How many of the lines in the material underneath include the string "entry"? State the number only.

+-------+

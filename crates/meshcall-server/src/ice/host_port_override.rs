//! `ICEHostPortOverride` parsing (§3, §4.4).
//!
//! Either a bare port (`"8443"`) applied to every local address, or a
//! comma-separated list of `ip/port` pairs, one per local address.

use std::collections::HashSet;
use std::net::IpAddr;

const MIN_PORT: u16 = 80;
const MAX_PORT: u16 = 49151;

#[derive(Debug, Clone, PartialEq, Eq)]
pub enum HostPortOverride {
    /// No override configured.
    None,
    /// A single port shared by every local address.
    SinglePort(u16),
    /// Explicit `local-ip -> port` pairs.
    Map(Vec<(IpAddr, u16)>),
}

impl HostPortOverride {
    /// Parses the raw config string, rejecting ports outside `[80, 49151]`
    /// and duplicate local addresses in the map form.
    pub fn parse(raw: &str) -> Result<Self, String> {
        let raw = raw.trim();
        if raw.is_empty() {
            return Ok(HostPortOverride::None);
        }

        if !raw.contains('/') {
            let port: u16 = raw
                .parse()
                .map_err(|_| format!("not a valid port: {raw}"))?;
            Self::check_port(port)?;
            return Ok(HostPortOverride::SinglePort(port));
        }

        let mut seen_ips = HashSet::new();
        let mut seen_ports = HashSet::new();
        let mut pairs = Vec::new();
        for entry in raw.split(',') {
            let entry = entry.trim();
            let (ip_str, port_str) = entry
                .split_once('/')
                .ok_or_else(|| format!("malformed ip/port pair: {entry}"))?;
            let ip: IpAddr = ip_str
                .parse()
                .map_err(|_| format!("not a valid IP: {ip_str}"))?;
            let port: u16 = port_str
                .parse()
                .map_err(|_| format!("not a valid port: {port_str}"))?;
            Self::check_port(port)?;
            if !seen_ips.insert(ip) {
                return Err(format!("duplicate local address in override: {ip}"));
            }
            if !seen_ports.insert(port) {
                return Err(format!("duplicate public port in override: {port}"));
            }
            pairs.push((ip, port));
        }
        Ok(HostPortOverride::Map(pairs))
    }

    fn check_port(port: u16) -> Result<(), String> {
        if port < MIN_PORT || port > MAX_PORT {
            return Err(format!(
                "port {port} out of range [{MIN_PORT}, {MAX_PORT}]"
            ));
        }
        Ok(())
    }

    /// Resolves the port to use for a given local address, falling back to
    /// `default_port` when the address isn't covered by a `Map` override.
    pub fn port_for(&self, addr: IpAddr, default_port: u16) -> u16 {
        match self {
            HostPortOverride::None => default_port,
            HostPortOverride::SinglePort(p) => *p,
            HostPortOverride::Map(pairs) => pairs
                .iter()
                .find(|(ip, _)| *ip == addr)
                .map(|(_, p)| *p)
                .unwrap_or(default_port),
        }
    }
}

#[cfg(test)]
mod tests {
    use super::*;

    #[test]
    fn empty_is_none() {
        assert_eq!(HostPortOverride::parse("").unwrap(), HostPortOverride::None);
    }

    #[test]
    fn single_port_in_range() {
        assert_eq!(
            HostPortOverride::parse("8443").unwrap(),
            HostPortOverride::SinglePort(8443)
        );
    }

    #[test]
    fn rejects_port_outside_range() {
        assert!(HostPortOverride::parse("79").is_err());
        assert!(HostPortOverride::parse("49152").is_err());
    }

    #[test]
    fn parses_map_form() {
        let parsed = HostPortOverride::parse("10.0.0.1/8001,10.0.0.2/8002").unwrap();
        match parsed {
            HostPortOverride::Map(pairs) => assert_eq!(pairs.len(), 2),
            _ => panic!("expected map form"),
        }
    }

    #[test]
    fn rejects_duplicate_local_in_map() {
        assert!(HostPortOverride::parse("10.0.0.1/8001,10.0.0.1/8002").is_err());
    }

    #[test]
    fn rejects_duplicate_public_port_across_different_locals() {
        assert!(HostPortOverride::parse("10.0.0.1/8001,10.0.0.2/8001").is_err());
    }

    #[test]
    fn port_for_falls_back_to_default() {
        let o = HostPortOverride::parse("10.0.0.1/8001").unwrap();
        let other: IpAddr = "10.0.0.9".parse().unwrap();
        assert_eq!(o.port_for(other, 9000), 9000);
    }
}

+-------+

Solution for this exercise → 4